Allison on 2005-11-24T04:57:40

I've checked in the code to transform Punie match objects into AST trees. The core pieces are:

  • A tree grammar for the transformation in languages/punie/lib/pge2past.g
  • A series of AST nodes in languages/punie/lib/PAST/
  • A script that parses a Punie source file, transforms the match result into an AST tree, and dumps the tree in a text format for verification.

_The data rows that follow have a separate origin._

//! Persisted catalog snapshot format.
//!
//! A snapshot is a JSON array of package records. Field names are short
//! because snapshots are large and were historically hand-edited:
//!
//! ```text
//! [{ "name": "Notes", "bundle": "com.example.notes",
//!    "dev": "Example Inc.", "devVer": "r42",
//!    "art": "https://...", "artver": "r42", "nN": false,
//!    "versions": [{ "ver": "1.0", "support": "6.0",
//!                   "urls": [{ "url": "https://...", "bv": "100", "fs": 1024,
//!                              "bin": { "arm64": false } }] }] }]
//! ```
//!
//! Older snapshots omit `bin`, `devVer` and `artver`; every optional key
//! defaults to "unknown". Records are generic over their children so the
//! loader can decode one level at a time and skip a broken child without
//! losing its siblings.

use std::collections::BTreeMap;
use std::fs;
use std::io;
use std::path::Path;

use serde::{Deserialize, Serialize};
use thiserror::Error;

use crate::arch::{Arch, ArchMatrix};

/// Magic bytes for ZSTD compression (Little Endian: 0xFD2FB528 -> 28 B5 2F FD)
pub const ZSTD_MAGIC: [u8; 4] = [0x28, 0xB5, 0x2F, 0xFD];

/// Compression level for snapshot files.
pub const ZSTD_LEVEL: i32 = 19;

/// Errors that make a whole snapshot unusable.
#[derive(Error, Debug)]
pub enum SnapshotError {
    /// The snapshot file could not be read or written.
    #[error("IO error: {0}")]
    Io(#[from] io::Error),

    /// The bytes are not valid JSON.
    #[error("JSON error: {0}")]
    Json(#[from] serde_json::Error),

    /// The document parsed but is not a JSON array of package records.
    #[error("Snapshot root must be an array of packages, found {0}")]
    NotAnArray(&'static str),
}

/// Raw binary descriptor: architecture tag → content-protected flag.
pub type BinaryDescriptor = BTreeMap<String, bool>;

/// One download option.
#[derive(Debug, Clone, PartialEq, Serialize, Deserialize)]
pub struct LinkRecord {
    /// Download URL.
    pub url: String,
    /// Build identifier reported by the binary.
    #[serde(rename = "bv")]
    pub build_version: String,
    /// Size of the download in bytes.
    #[serde(rename = "fs")]
    pub size_bytes: u64,
    /// Architecture descriptor, absent when inspection failed or was skipped.
    #[serde(rename = "bin", default, skip_serializing_if = "Option::is_none")]
    pub binary: Option<BinaryDescriptor>,
}

impl LinkRecord {
    /// Convert the descriptor into an [`ArchMatrix`].
    ///
    /// Unknown architecture tags are dropped; the rest of the descriptor
    /// is kept.
    pub fn arch_matrix(&self) -> ArchMatrix {
        let Some(descriptor) = &self.binary else {
            return ArchMatrix::unavailable();
        };
        ArchMatrix::from_entries(descriptor.iter().filter_map(|(tag, protected)| {
            match tag.parse::<Arch>() {
                Ok(arch) => Some((arch, *protected)),
                Err(_) => {
                    tracing::debug!(url = %self.url, tag = %tag, "ignoring unknown architecture");
                    None
                }
            }
        }))
    }

    /// Descriptor entries whose architecture tag is not recognized.
    ///
    /// These are kept aside so a rewrite of the snapshot does not lose them.
    pub fn unknown_tags(&self) -> BinaryDescriptor {
        self.binary
            .iter()
            .flatten()
            .filter(|(tag, _)| tag.parse::<Arch>().is_err())
            .map(|(tag, protected)| (tag.clone(), *protected))
            .collect()
    }

    /// Encode a matrix back into a descriptor (`None` when unavailable).
    pub fn descriptor_for(matrix: &ArchMatrix) -> Option<BinaryDescriptor> {
        matrix.as_map().map(|entries| {
            entries
                .iter()
                .map(|(arch, protected)| (arch.as_str().to_string(), *protected))
                .collect()
        })
    }
}

/// One released version of a package.
#[derive(Debug, Clone, PartialEq, Serialize, Deserialize)]
pub struct VersionRecord<L = LinkRecord> {
    /// Dotted version string.
    #[serde(rename = "ver")]
    pub version: String,
    /// Minimum OS version this release runs on.
    #[serde(rename = "support")]
    pub minimum_os_version: String,
    /// Download options in their original order.
    #[serde(rename = "urls")]
    pub links: Vec<L>,
}

/// One package.
#[derive(Debug, Clone, PartialEq, Serialize, Deserialize)]
pub struct PackageRecord<V = VersionRecord> {
    /// Display name.
    pub name: String,
    /// Bundle identifier.
    #[serde(rename = "bundle")]
    pub bundle_id: String,
    /// Developer name.
    #[serde(rename = "dev", default, skip_serializing_if = "Option::is_none")]
    pub developer: Option<String>,
    /// Freshness token for `developer`.
    #[serde(rename = "devVer", default, skip_serializing_if = "Option::is_none")]
    pub developer_token: Option<String>,
    /// Artwork URI or inline data.
    #[serde(rename = "art", default, skip_serializing_if = "Option::is_none")]
    pub artwork: Option<String>,
    /// Freshness token for `artwork`.
    #[serde(rename = "artver", default, skip_serializing_if = "Option::is_none")]
    pub artwork_token: Option<String>,
    /// True when `name` came from bundle metadata rather than a store listing.
    #[serde(rename = "nN", default)]
    pub derived_display_name: bool,
    /// Released versions.
    pub versions: Vec<V>,
}

/// A package record whose versions are still undecoded.
pub type RawPackageRecord = PackageRecord<serde_json::Value>;

/// A version record whose links are still undecoded.
pub type RawVersionRecord = VersionRecord<serde_json::Value>;

fn json_kind(value: &serde_json::Value) -> &'static str {
    match value {
        serde_json::Value::Null => "null",
        serde_json::Value::Bool(_) => "a boolean",
        serde_json::Value::Number(_) => "a number",
        serde_json::Value::String(_) => "a string",
        serde_json::Value::Array(_) => "an array",
        serde_json::Value::Object(_) => "an object",
    }
}

/// Decode snapshot bytes into undecoded package values.
///
/// Zstd-compressed input is detected by its magic bytes and inflated first.
///
/// # Errors
///
/// Returns [`SnapshotError`] when the bytes cannot be decompressed, are not
/// JSON, or the root is not an array.
pub fn decode(bytes: &[u8]) -> Result<Vec<serde_json::Value>, SnapshotError> {
    let root: serde_json::Value = if bytes.len() >= 4 && bytes[0..4] == ZSTD_MAGIC {
        let decompressed = zstd::decode_all(bytes)?;
        serde_json::from_slice(&decompressed)?
    } else {
        serde_json::from_slice(bytes)?
    };

    match root {
        serde_json::Value::Array(records) => Ok(records),
        other => Err(SnapshotError::NotAnArray(json_kind(&other))),
    }
}

/// Encode package records, optionally zstd-compressed.
///
/// # Errors
///
/// Returns [`SnapshotError`] if serialization or compression fails.
pub fn encode(records: &[PackageRecord], compress: bool) -> Result<Vec<u8>, SnapshotError> {
    let buf = serde_json::to_vec(records)?;
    if compress {
        Ok(zstd::encode_all(&buf[..], ZSTD_LEVEL)?)
    } else {
        Ok(buf)
    }
}

/// Read and decode a snapshot file.
///
/// # Errors
///
/// Returns [`SnapshotError`] on I/O failure or if the file is not a snapshot.
pub fn read(path: &Path) -> Result<Vec<serde_json::Value>, SnapshotError> {
    let bytes = fs::read(path)?;
    decode(&bytes)
}

/// Encode and write a snapshot file.
///
/// The file is written to a sibling temporary file first and renamed into
/// place, so a concurrent reader never sees a half-written snapshot.
///
/// # Errors
///
/// Returns [`SnapshotError`] on serialization or I/O failure.
pub fn write(path: &Path, records: &[PackageRecord], compress: bool) -> Result<(), SnapshotError> {
    let bytes = encode(records, compress)?;
    let dir = path
        .parent()
        .filter(|p| !p.as_os_str().is_empty())
        .unwrap_or_else(|| Path::new("."));
    fs::create_dir_all(dir)?;

    let mut tmp = tempfile::NamedTempFile::new_in(dir)?;
    io::Write::write_all(&mut tmp, &bytes)?;
    tmp.persist(path).map_err(|e| SnapshotError::Io(e.error))?;
    Ok(())
}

This is named punie2.pir, because it's still not far enough along to replace punie.pir.

So, if you run:

parrot punie2.pir demo.p1
You'll get a match object something like:
"$/" => PMC 'PGE::Rule' => "print 1;" @ 0 {
     => PMC 'PunieGrammar' => "print 1" @ 0 {
         => PMC 'PunieGrammar' => "print 1" @ 0 {
             => PMC 'PunieGrammar' => "1" @ 6 {
                 => PMC 'PunieGrammar' => "1" @ 6
            }
            [0] => PMC 'PunieGrammar' => "print" @ 0
        }
    }
}
And an AST something like:
 => { 
    'source' => 'print 1;',
    'pos' => '0',
    'children' => [
         => { 
            'source' => 'print 1;',
            'pos' => '0',
            'children' => [
                 => { 
                    'source' => 'print 1',
                    'pos' => '0',
                    'children' => [
                         => { 
                            'source' => 'print 1',
                            'pos' => '0',
                            'op' => 'print',
                            'children' => [
                                 => { 
                                    'source' => '1',
                                    'pos' => '6',
                                    'children' => [
                                         => { 
                                            'source' => '1',
                                            'pos' => '6',
                                            'value' => '1',
                                        }
                                    ]
                                }
                            ]
                        }
                    ]
                }
            ]
        }
    ]
}

In these source is the chunk of source code from the original file corresponding to the current node (good for error reporting), pos is the offset from the start of the source file to the point where the corresponding match node started to match, and children is a list of child nodes for the current node. Some node types, like PAST::Op and PAST::Val have custom attributes.

I've still got some time left to work today, so I'll start on the OST now (though, I probably won't bother to post about it unless I run across something exciting).